Curtis grew up to become King Cuz. A gangster well respected for his brain and his derring-do. His set, the Rollin’ Paper Chasers, was the first gang to have trained medics at their rumbles. A shoot-out would pop off at the swap meet and the stretcher-bearers would cart off the wounded to be treated in some field hospital set up behind the frontlines. You didn’t know whether to be sad or impressed. It wasn’t long after that innovation that he applied for membership to NATO.
Everybody else is in NATO. Why not the Crips? You going to tell me we wouldn’t kick the shit out of Estonia?

No doubt, nigger.

“I need to talk to you about a couple of things.”

“No doubt, nigger.”

“But not in here.”

Cuz lifted me by the shirtsleeve and escorted me out the door and into the hazy Hound of the Baskervilles night. It’s always a shock to have the day turn to dark without you, and we both paused to let the warm wet mist and the silence settle on our faces. Sometimes it’s hard to tell what’s more interminable, prejudice and discrimination or the goddamn meetings. Cuz made half a fist, examined his long, manicured nails, then raised one heavily teased eyebrow and smiled.

“First thing is ‘bringing back Dickens.’ Fuck what the rest of them niggers who ain’t from the hood say, I’m thoroughly with that shit. It ain’t but a couple of us in there, but the Dum Dums who from Dickens wasn’t laughing. So set that off, cuz, because if you think about it, why can’t black people have their own Chinese restaurants?”

“No doubt, nigger.”

Then I did something I never thought I’d do. I engaged King Cuz in conversation, because I had to know, even if it cost me my life or, at the very least, what little cachet I had as the neighborhood’s resident “quiet motherfucker.”

“I have to ask you something, King Cuz.”

“Call me Cuz, cuz.”

“All right, Cuz. Why do you go to these meetings? Shouldn’t you be out slanging and banging?”

“It used to be I’d go to listen to your father. Rest in peace, that nigger ran deep, for real. But now I go just in case these Dum Dum niggers get the notion to actually set foot in the hood, blowing the spot up and all. That way I can at least give the homies some Paul Revere–like advance notice. One if by Land Cruiser. Two if by C-class Mercedes. The bougies are coming! The bougies are coming!”
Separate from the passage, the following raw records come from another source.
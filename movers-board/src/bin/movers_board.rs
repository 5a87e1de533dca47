/// Movers Board TUI
///
/// Polls (or subscribes to) a movers snapshot feed and shows a stabilized
/// top-N gainers or losers list that only changes on commit boundaries.
use std::{
    error::Error,
    fs::File,
    io,
    sync::Mutex,
    time::{Duration, Instant},
};

use crossterm::{
    event::{self, DisableMouseCapture, EnableMouseCapture, Event, KeyCode},
    execute,
    terminal::{disable_raw_mode, enable_raw_mode, EnterAlternateScreen, LeaveAlternateScreen},
};
use movers_board::{
    render_movers_panel, spawn_engine, spawn_feed, EngineConfig, FeedConfig, FeedStatus,
    MoversEngine, Polarity, Preset,
};
use ratatui::{
    backend::CrosstermBackend,
    layout::{Constraint, Direction, Layout},
    style::{Color, Style},
    text::{Line, Span},
    widgets::Paragraph,
    Terminal,
};
use tokio::sync::watch;
use tracing::info;

/// Get feed URL from MOVERS_FEED_URL env var (default: http://127.0.0.1:8080/movers)
fn get_feed_url() -> String {
    std::env::var("MOVERS_FEED_URL").unwrap_or_else(|_| "http://127.0.0.1:8080/movers".to_string())
}

/// Get tuning preset from MOVERS_PRESET env var (default: smooth)
fn get_preset() -> Preset {
    std::env::var("MOVERS_PRESET")
        .ok()
        .and_then(|v| v.parse().ok())
        .unwrap_or_default()
}

/// Get board side from MOVERS_POLARITY env var (default: gainers)
fn get_polarity() -> Polarity {
    std::env::var("MOVERS_POLARITY")
        .ok()
        .and_then(|v| v.parse().ok())
        .unwrap_or_default()
}

/// Get visible row count from MOVERS_VISIBLE env var (default: 10)
fn get_visible_count() -> usize {
    std::env::var("MOVERS_VISIBLE")
        .ok()
        .and_then(|v| v.parse().ok())
        .filter(|n| *n > 0)
        .unwrap_or(10)
}

/// Get poll interval from MOVERS_POLL_MS env var (default: 1000)
fn get_poll_interval() -> Duration {
    let ms = std::env::var("MOVERS_POLL_MS")
        .ok()
        .and_then(|v| v.parse().ok())
        .unwrap_or(1000);
    Duration::from_millis(ms)
}

/// Initialize logging into MOVERS_LOG (default: movers-board.log) so the terminal stays clean
fn init_logging() -> io::Result<()> {
    let path = std::env::var("MOVERS_LOG").unwrap_or_else(|_| "movers-board.log".to_string());
    let file = File::create(path)?;

    tracing_subscriber::fmt()
        .with_env_filter(
            tracing_subscriber::EnvFilter::try_from_default_env()
                .unwrap_or_else(|_| tracing_subscriber::EnvFilter::new("info")),
        )
        .with_ansi(false)
        .with_writer(Mutex::new(file))
        .init();
    Ok(())
}

#[tokio::main]
async fn main() -> Result<(), Box<dyn Error>> {
    init_logging()?;

    let preset = get_preset();
    let config = EngineConfig::new(preset)
        .with_visible_count(get_visible_count())
        .with_polarity(get_polarity());
    let polarity = config.polarity;
    let engine = MoversEngine::new(config)?;

    let mut handle = spawn_engine(engine);
    let (status_tx, status_rx) = watch::channel(FeedStatus::Reconnecting);
    let feed_config = FeedConfig::new(get_feed_url()).with_poll_interval(get_poll_interval());
    let feed_url = feed_config.url.clone();
    let feed_task = spawn_feed(
        feed_config,
        handle.batch_sender(),
        handle.shutdown_signal(),
        status_tx,
    )?;
    handle.attach(feed_task);
    info!(%preset, %polarity, url = %feed_url, "Movers board running");

    // Setup panic hook to restore terminal on crash
    let original_hook = std::panic::take_hook();
    std::panic::set_hook(Box::new(move |panic_info| {
        let _ = disable_raw_mode();
        let _ = execute!(io::stdout(), LeaveAlternateScreen, DisableMouseCapture);
        original_hook(panic_info);
    }));

    enable_raw_mode()?;
    let mut stdout = io::stdout();
    execute!(stdout, EnterAlternateScreen, EnableMouseCapture)?;
    let backend = CrosstermBackend::new(stdout);
    let mut terminal = Terminal::new(backend)?;

    let mut rows_rx = handle.subscribe();
    let mut status_rx = status_rx;
    let poll_timeout = Duration::from_millis(50);
    let redraw_interval = Duration::from_secs(1);
    let mut last_draw: Option<Instant> = None;

    loop {
        let rows_changed = rows_rx.has_changed().unwrap_or(false);
        let status_changed = status_rx.has_changed().unwrap_or(false);
        let stale = last_draw.map_or(true, |t| t.elapsed() >= redraw_interval);

        if rows_changed || status_changed || stale {
            let rows = rows_rx.borrow_and_update().clone();
            let status = *status_rx.borrow_and_update();

            terminal.draw(|f| {
                let chunks = Layout::default()
                    .direction(Direction::Vertical)
                    .constraints([Constraint::Min(3), Constraint::Length(1)])
                    .split(f.area());

                render_movers_panel(f, chunks[0], &rows, status, polarity);

                let footer = Line::from(vec![
                    Span::styled(
                        format!(" {} | {} ", preset, feed_url),
                        Style::default().fg(Color::Rgb(120, 120, 120)),
                    ),
                    Span::styled("q: quit", Style::default().fg(Color::Rgb(100, 180, 220))),
                ]);
                f.render_widget(Paragraph::new(footer), chunks[1]);
            })?;
            last_draw = Some(Instant::now());
        }

        if event::poll(poll_timeout)? {
            if let Event::Key(key) = event::read()? {
                match key.code {
                    KeyCode::Char('q') | KeyCode::Esc => break,
                    _ => {}
                }
            }
        }
    }

    disable_raw_mode()?;
    execute!(
        terminal.backend_mut(),
        LeaveAlternateScreen,
        DisableMouseCapture
    )?;
    terminal.show_cursor()?;

    handle.shutdown().await;
    Ok(())
}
“Who’s coming where?” It was Foy. Meeting over, he and the other wereniggers were piling into their cars. Making ready for a prowl on the town. Curtis “King Cuz” Baxter didn’t bother to answer Foy. He simply spun on his Converse heels and pimp-walked into the blurry night. Listing hard to the right like a drunken seaman with an inner ear infection. He shouted back at me, “Think about them black Chinese restaurants. And get some pussy. You’re too damn high-strung.”

“Don’t listen to that man, pussy is overrated.”

As I unhitched and mounted my horse, Foy thumbed open two bottles of prescription pills and spilled three white tablets into his hand.

“Point zero zero one,” he said, jiggling the tablets in his palm to make sure I’d see them. Zoloft and Lexapro.

“What, the dosage?”

“No, my fucking Nielsen ratings. Your dad used to think I was bipolar, but what I really am is by myself. Sounds like you are, too.”